== Segment start ==

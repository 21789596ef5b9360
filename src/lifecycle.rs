//! Close-once discipline shared by the stream and buffer adapters.

use crate::error::{Error, Result};

/// Guards an adapter's streaming context.
///
/// The first `close` releases the context, every later `close` is a no-op,
/// and any access after close fails with [`Error::StreamClosed`].
#[derive(Debug)]
pub(crate) struct Guarded<T> {
    inner: Option<T>,
}

impl<T> Guarded<T> {
    pub(crate) fn new(inner: T) -> Self {
        Self { inner: Some(inner) }
    }

    pub(crate) fn get(&mut self) -> Result<&mut T> {
        self.inner.as_mut().ok_or(Error::StreamClosed)
    }

    pub(crate) fn is_closed(&self) -> bool {
        self.inner.is_none()
    }

    /// Releases the context: returns it on the first call, `None` afterwards.
    pub(crate) fn close(&mut self) -> Option<T> {
        self.inner.take()
    }
}
//! Blocking-stream compressor: [`std::io::Write`] in, one compressed frame
//! out.

use std::io::{self, Write};

use crate::buffer::RegionCompressor;
use crate::codec::zstd::ZstdCompressContext;
use crate::codec::CompressContext;
use crate::error::Result;
use crate::region::ReadRegion;

/// Streaming compressor writing one frame to an underlying sink.
///
/// Accepts writes of any size, including empty and single-byte chunks;
/// partial engine state persists across calls. [`finish`](Self::finish)
/// closes the frame exactly once; writes after it fail with
/// [`StreamClosed`](crate::Error::StreamClosed). The frame is incomplete
/// until `finish` has been called.
pub struct FrameWriter<W: Write, C: CompressContext = ZstdCompressContext> {
    inner: RegionCompressor<W, C>,
}

impl<W: Write> FrameWriter<W> {
    /// Creates a writer compressing at `level` into `sink`.
    pub fn new(sink: W, level: i32) -> Result<Self> {
        Ok(Self::with_context(sink, ZstdCompressContext::new(level)?))
    }

    /// Creates a writer with an explicit staging-buffer size for compressed
    /// output.
    pub fn with_capacity(sink: W, level: i32, staging: usize) -> Result<Self> {
        Ok(Self {
            inner: RegionCompressor::with_capacity(sink, level, staging)?,
        })
    }
}

impl<W: Write, C: CompressContext> FrameWriter<W, C> {
    /// Creates a writer driving a caller-chosen compression context.
    pub fn with_context(sink: W, ctx: C) -> Self {
        Self {
            inner: RegionCompressor::with_context(sink, ctx),
        }
    }

    /// Compresses the unread range of `src`, advancing its cursor.
    pub fn write_region(&mut self, src: &mut ReadRegion) -> Result<()> {
        self.inner.compress(src)
    }

    /// Flushes staged input, writes the frame epilogue, flushes the sink,
    /// and releases the compression context. The first call finalizes; every
    /// later call is a no-op.
    pub fn finish(&mut self) -> Result<()> {
        self.inner.close()
    }

    /// Consumes the writer and returns the sink. Call
    /// [`finish`](Self::finish) first for a complete frame.
    pub fn into_inner(self) -> W {
        self.inner.into_inner()
    }
}

impl<W: Write, C: CompressContext> Write for FrameWriter<W, C> {
    fn write(&mut self, buf: &[u8]) -> io::Result<usize> {
        let mut src = ReadRegion::new(buf);
        self.write_region(&mut src)?;
        Ok(buf.len())
    }

    fn flush(&mut self) -> io::Result<()> {
        self.inner.flush()?;
        Ok(())
    }
}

== Segment end ==

• _Problem description_: Copy every record again, keeping each word unchanged.

• _Worked solution_:
repository 21789596ef5b9360
filename src/lifecycle.rs
//! Close-once discipline shared by the stream and buffer adapters.

use crate::error::{Error, Result};

/// Guards an adapter's streaming context.
///
/// The first `close` releases the context, every later `close` is a no-op,
/// and any access after close fails with [`Error::StreamClosed`].
#[derive(Debug)]
pub(crate) struct Guarded<T> {
    inner: Option<T>,
}

impl<T> Guarded<T> {
    pub(crate) fn new(inner: T) -> Self {
        Self { inner: Some(inner) }
    }

    pub(crate) fn get(&mut self) -> Result<&mut T> {
        self.inner.as_mut().ok_or(Error::StreamClosed)
    }

    pub(crate) fn is_closed(&self) -> bool {
        self.inner.is_none()
    }

    /// Releases the context: returns it on the first call, `None` afterwards.
    pub(crate) fn close(&mut self) -> Option<T> {
        self.inner.take()
    }
}
//! Blocking-stream compressor: [`std::io::Write`] in, one compressed frame
//! out.

use std::io::{self, Write};

use crate::buffer::RegionCompressor;
use crate::codec::zstd::ZstdCompressContext;
use crate::codec::CompressContext;
use crate::error::Result;
use crate::region::ReadRegion;

/// Streaming compressor writing one frame to an underlying sink.
///
/// Accepts writes of any size, including empty and single-byte chunks;
/// partial engine state persists across calls. [`finish`](Self::finish)
/// closes the frame exactly once; writes after it fail with
/// [`StreamClosed`](crate::Error::StreamClosed). The frame is incomplete
/// until `finish` has been called.
pub struct FrameWriter<W: Write, C: CompressContext = ZstdCompressContext> {
    inner: RegionCompressor<W, C>,
}

impl<W: Write> FrameWriter<W> {
    /// Creates a writer compressing at `level` into `sink`.
    pub fn new(sink: W, level: i32) -> Result<Self> {
        Ok(Self::with_context(sink, ZstdCompressContext::new(level)?))
    }

    /// Creates a writer with an explicit staging-buffer size for compressed
    /// output.
    pub fn with_capacity(sink: W, level: i32, staging: usize) -> Result<Self> {
        Ok(Self {
            inner: RegionCompressor::with_capacity(sink, level, staging)?,
        })
    }
}

impl<W: Write, C: CompressContext> FrameWriter<W, C> {
    /// Creates a writer driving a caller-chosen compression context.
    pub fn with_context(sink: W, ctx: C) -> Self {
        Self {
            inner: RegionCompressor::with_context(sink, ctx),
        }
    }

    /// Compresses the unread range of `src`, advancing its cursor.
    pub fn write_region(&mut self, src: &mut ReadRegion) -> Result<()> {
        self.inner.compress(src)
    }

    /// Flushes staged input, writes the frame epilogue, flushes the sink,
    /// and releases the compression context. The first call finalizes; every
    /// later call is a no-op.
    pub fn finish(&mut self) -> Result<()> {
        self.inner.close()
    }

    /// Consumes the writer and returns the sink. Call
    /// [`finish`](Self::finish) first for a complete frame.
    pub fn into_inner(self) -> W {
        self.inner.into_inner()
    }
}

impl<W: Write, C: CompressContext> Write for FrameWriter<W, C> {
    fn write(&mut self, buf: &[u8]) -> io::Result<usize> {
        let mut src = ReadRegion::new(buf);
        self.write_region(&mut src)?;
        Ok(buf.len())
    }

    fn flush(&mut self) -> io::Result<()> {
        self.inner.flush()?;
        Ok(())
    }
}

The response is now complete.